What are two signs that could suggest iron deficiency?

A
  • Smooth tongue.
  • angular cheilitis.
50
Q

What sign could suggest vitamin B12 deficiency?

A

beefy tongue

51
Q

What are 4 symptoms of anemia?

A
  • Tired and weak.
  • palpitations
  • dizzy
  • shortness of breath
52
Q

What is the test used to investigate whether there is hidden GI bleeding?

A

Fecal Occult Blood

53
Q

What triggers RBCs?

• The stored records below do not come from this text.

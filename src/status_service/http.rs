//! # HTTP Status Service Client
//!
//! REST client for the workflow backend's execution endpoints.
//!
//! | Operation | Request |
//! |-----------|---------|
//! | update step | `PUT  /api/v1/executions/{execution_id}/steps/{step_id}` (patch body) |
//! | get step | `GET  /api/v1/executions/{execution_id}/steps/{step_id}` |
//! | set execution status | `PUT  /api/v1/executions/{execution_id}` (execution body) |

use async_trait::async_trait;
use reqwest::{Client, StatusCode, Url};
use serde::Deserialize;
use std::time::Duration;
use tracing::{debug, error};
use uuid::Uuid;

use super::ExecutionStatusService;
use crate::config::StatusServiceConfig;
use crate::error::{InteractionError, Result};
use crate::models::{Execution, ExecutionStep, StepPatch};
use crate::state_machine::ExecutionStatus;

/// Step payloads come back either bare or wrapped in `{"result": ...}`
#[derive(Deserialize)]
#[serde(untagged)]
enum StepBody {
    Wrapped { result: ExecutionStep },
    Bare(ExecutionStep),
}

impl StepBody {
    fn into_step(self) -> ExecutionStep {
        match self {
            Self::Wrapped { result } => result,
            Self::Bare(step) => step,
        }
    }
}

/// HTTP client for the Execution Status Service
#[derive(Clone)]
pub struct HttpStatusService {
    client: Client,
    base_url: Url,
    timeout_ms: u64,
}

impl std::fmt::Debug for HttpStatusService {
    fn fmt(&self, f: &mut std::fmt::Formatter<'_>) -> std::fmt::Result {
        f.debug_struct("HttpStatusService")
            .field("base_url", &self.base_url.as_str())
            .field("timeout_ms", &self.timeout_ms)
            .finish()
    }
}

impl HttpStatusService {
    /// Create a client from the status service configuration
    ///
    /// Fails on a malformed base URL or an auth token that is not a valid
    /// header value.
    pub fn new(config: &StatusServiceConfig) -> Result<Self> {
        let mut base_url = Url::parse(&config.base_url)
            .map_err(|e| InteractionError::config_error(format!("Invalid base URL: {e}")))?;
        // keep any path prefix when joining relative endpoint paths
        if !base_url.path().ends_with('/') {
            base_url.set_path(&format!("{}/", base_url.path()));
        }

        let mut client_builder = Client::builder()
            .timeout(Duration::from_millis(config.timeout_ms))
            .user_agent(format!("interaction-plugin/{}", env!("CARGO_PKG_VERSION")));

        if let Some(token) = config.auth_token.as_deref().filter(|t| !t.is_empty()) {
            let mut default_headers = reqwest::header::HeaderMap::new();
            default_headers.insert(
                reqwest::header::AUTHORIZATION,
                token.parse().map_err(|e| {
                    InteractionError::config_error(format!("Invalid auth token: {e}"))
                })?,
            );
            client_builder = client_builder.default_headers(default_headers);
            debug!("Configured status service authorization header");
        }

        let client = client_builder
            .build()
            .map_err(|e| InteractionError::config_error(format!("Failed to build HTTP client: {e}")))?;

        Ok(Self {
            client,
            base_url,
            timeout_ms: config.timeout_ms,
        })
    }

    pub fn base_url(&self) -> &Url {
        &self.base_url
    }

    fn endpoint(&self, path: &str) -> Result<Url> {
        self.base_url
            .join(path)
            .map_err(|e| InteractionError::config_error(format!("Failed to construct URL: {e}")))
    }

    fn step_url(&self, execution_id: Uuid, step_id: Uuid) -> Result<Url> {
        self.endpoint(&format!("api/v1/executions/{execution_id}/steps/{step_id}"))
    }

    fn execution_url(&self, execution_id: Uuid) -> Result<Url> {
        self.endpoint(&format!("api/v1/executions/{execution_id}"))
    }

    /// Turn a non-2xx response into an API error
    async fn ensure_success(response: reqwest::Response, operation: &str) -> Result<reqwest::Response> {
        let status = response.status();
        if status.is_success() {
            return Ok(response);
        }

        let error_text = response
            .text()
            .await
            .unwrap_or_else(|_| "Unknown error".to_string());
        error!(status = %status, error = %error_text, "Failed operation: {}", operation);
        Err(InteractionError::api_error(status.as_u16(), error_text))
    }
}

#[async_trait]
impl ExecutionStatusService for HttpStatusService {
    async fn update_step(&self, execution_id: Uuid, patch: &StepPatch) -> Result<()> {
        let url = self.step_url(execution_id, patch.id)?;
        debug!(url = %url, step_id = %patch.id, status = ?patch.status, "Updating step");

        let response = self.client.put(url).json(patch).send().await?;
        Self::ensure_success(response, "update_step").await?;
        Ok(())
    }

    async fn get_step(&self, execution_id: Uuid, step_id: Uuid) -> Result<ExecutionStep> {
        let url = self.step_url(execution_id, step_id)?;
        debug!(url = %url, step_id = %step_id, "Fetching step");

        let response = self.client.get(url).send().await?;
        if response.status() == StatusCode::NOT_FOUND {
            return Err(InteractionError::StepNotFound { step_id });
        }
        let response = Self::ensure_success(response, "get_step").await?;

        let body = response.bytes().await?;
        let step = serde_json::from_slice::<StepBody>(&body)?.into_step();
        Ok(step)
    }

    async fn set_execution_status(
        &self,
        execution: &Execution,
        status: ExecutionStatus,
    ) -> Result<()> {
        let url = self.execution_url(execution.id)?;
        debug!(url = %url, execution_id = %execution.id, status = %status, "Updating execution status");

        let response = self
            .client
            .put(url)
            .json(&execution.with_status(status))
            .send()
            .await?;
        Self::ensure_success(response, "set_execution_status").await?;
        Ok(())
    }
}
#![allow(clippy::missing_errors_doc)] // Allow public functions without # Errors sections
#![allow(clippy::must_use_candidate)] // Allow methods without must_use when context is clear

//! # Interaction Plugin
//!
//! Workflow action that pauses a step until a human approves or rejects it.
//!
//! ## Overview
//!
//! When the host runs an interaction step, the plugin marks the step as
//! waiting, flags the parent execution as blocked on a human, and polls the
//! Execution Status Service until someone decides. An optional `Timeout`
//! parameter auto-approves the step once the given number of seconds has
//! elapsed. A rejection cancels the execution; an approval lets it continue.
//!
//! ## Module Organization
//!
//! - [`plugin`] - Host contract, catalog descriptor and the interaction controller
//! - [`state_machine`] - Interaction phases, events and the step patches they produce
//! - [`status_service`] - Client boundary to the Execution Status Service
//! - [`models`] - Step, execution, action and plugin wire types
//! - [`config`] - Layered configuration (defaults, TOML, environment)
//! - [`logging`] - Structured logging setup
//! - [`error`] - Structured error handling
//! - [`test_helpers`] - In-memory status service with scripted decisions
//!
//! ## Quick Start
//!
//! ```rust
//! use std::time::Duration;
//!
//! use interaction_plugin::models::{Action, ActionParam, Execution, ExecuteTaskRequest, ExecutionStep};
//! use interaction_plugin::plugin::{ActionPlugin, InteractionPlugin};
//! use interaction_plugin::test_helpers::InMemoryStatusService;
//! use uuid::Uuid;
//!
//! # tokio_test::block_on(async {
//! let service = InMemoryStatusService::new();
//! let action = Action::with_params(vec![ActionParam::new("Timeout", "30")]);
//! let request = ExecuteTaskRequest {
//!     execution: Execution::new(Uuid::new_v4()),
//!     step: ExecutionStep::new(Uuid::new_v4(), action),
//! };
//! service.insert_step(request.execution.id, request.step.clone());
//! service.schedule_approval(request.step.id, Duration::ZERO);
//!
//! let plugin = InteractionPlugin::new(service);
//! let response = plugin.execute_task(&request).await?;
//! assert!(response.success);
//! # Ok::<(), interaction_plugin::InteractionError>(())
//! # }).unwrap();
//! ```

pub mod config;
pub mod constants;
pub mod error;
pub mod logging;
pub mod models;
pub mod plugin;
pub mod state_machine;
pub mod status_service;
pub mod test_helpers;

pub use config::{ConfigLoader, PluginConfig};
pub use error::{InteractionError, Result};
pub use models::{
    ExecuteTaskRequest, Execution, ExecutionStep, PluginReply, PluginResponse, StepPatch,
};
pub use plugin::{ActionPlugin, InteractionPlugin, INTERACTION_DESCRIPTOR};
pub use state_machine::{ExecutionStatus, InteractionEvent, InteractionPhase, StepStatus};
pub use status_service::ExecutionStatusService;

#[cfg(feature = "http-client")]
pub use status_service::HttpStatusService;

Where is that produced?

A

Erythropoietin in the KIDNEY

54
Q

How could GI bleeding affect the stool?

A

a lot of blood lost in a short amount of time may make stool BLACK.

55
Q

What are 5 investigations which may be undertaken for anemia?

A
  1. History
  2. FBC (+ hematinics sometimes).
  3. GI blood loss (ex. fecal occult blood, endoscopy, colonoscopy).
  4. Renal function (erythropoietin from kidney).
  5. Bone marrow examination (done if no other obvious cause found)
56
Q

What supplement can be given to an iron deficient patient?

A
  • FeSO4 200mg 3 times a day for 3 months.
57
Q

What supplement can be given to a Vitamin B12 deficient patient?

A

1mg IM injection x 6 then 1mg/2 months.

58
Q

What supplement can be given to a folic acid deficient patient?

A

5mg folic acid daily.

59
Q

When are transfusions recommended for anemic patients?

A

for urgent situations or PRODUCTION FAILURE (bone marrow does not produce RBCs).

60
Q

When are erythropoietin IM injections recommended for anemic patients?

A

PRODUCTION FAILURE (RENAL DISEASE – kidney does not produce erythropoietin).

61
Q

What are the dental aspects of anemia?

A
  • general anesthesia and oxygen capacity.
  • deficiency states, usually IRON (mucosal artophy, recurrent oral ulceration, sensory changes, candidiasis).
62
Q

What are the dental effects of iron deficiency anemia (4)?

A

mucosal artophy, recurrent oral ulceration, sensory changes, candidiasis.

63
Q

What is the most common cause of blood loss in the young?

A
  • Upper GI
  • menstruation in women.
64
Q

What is the most common cause of blood loss in the elderly?

A
  • Upper and lower GI.
65
Q

What must be checked when there is mucosal disease?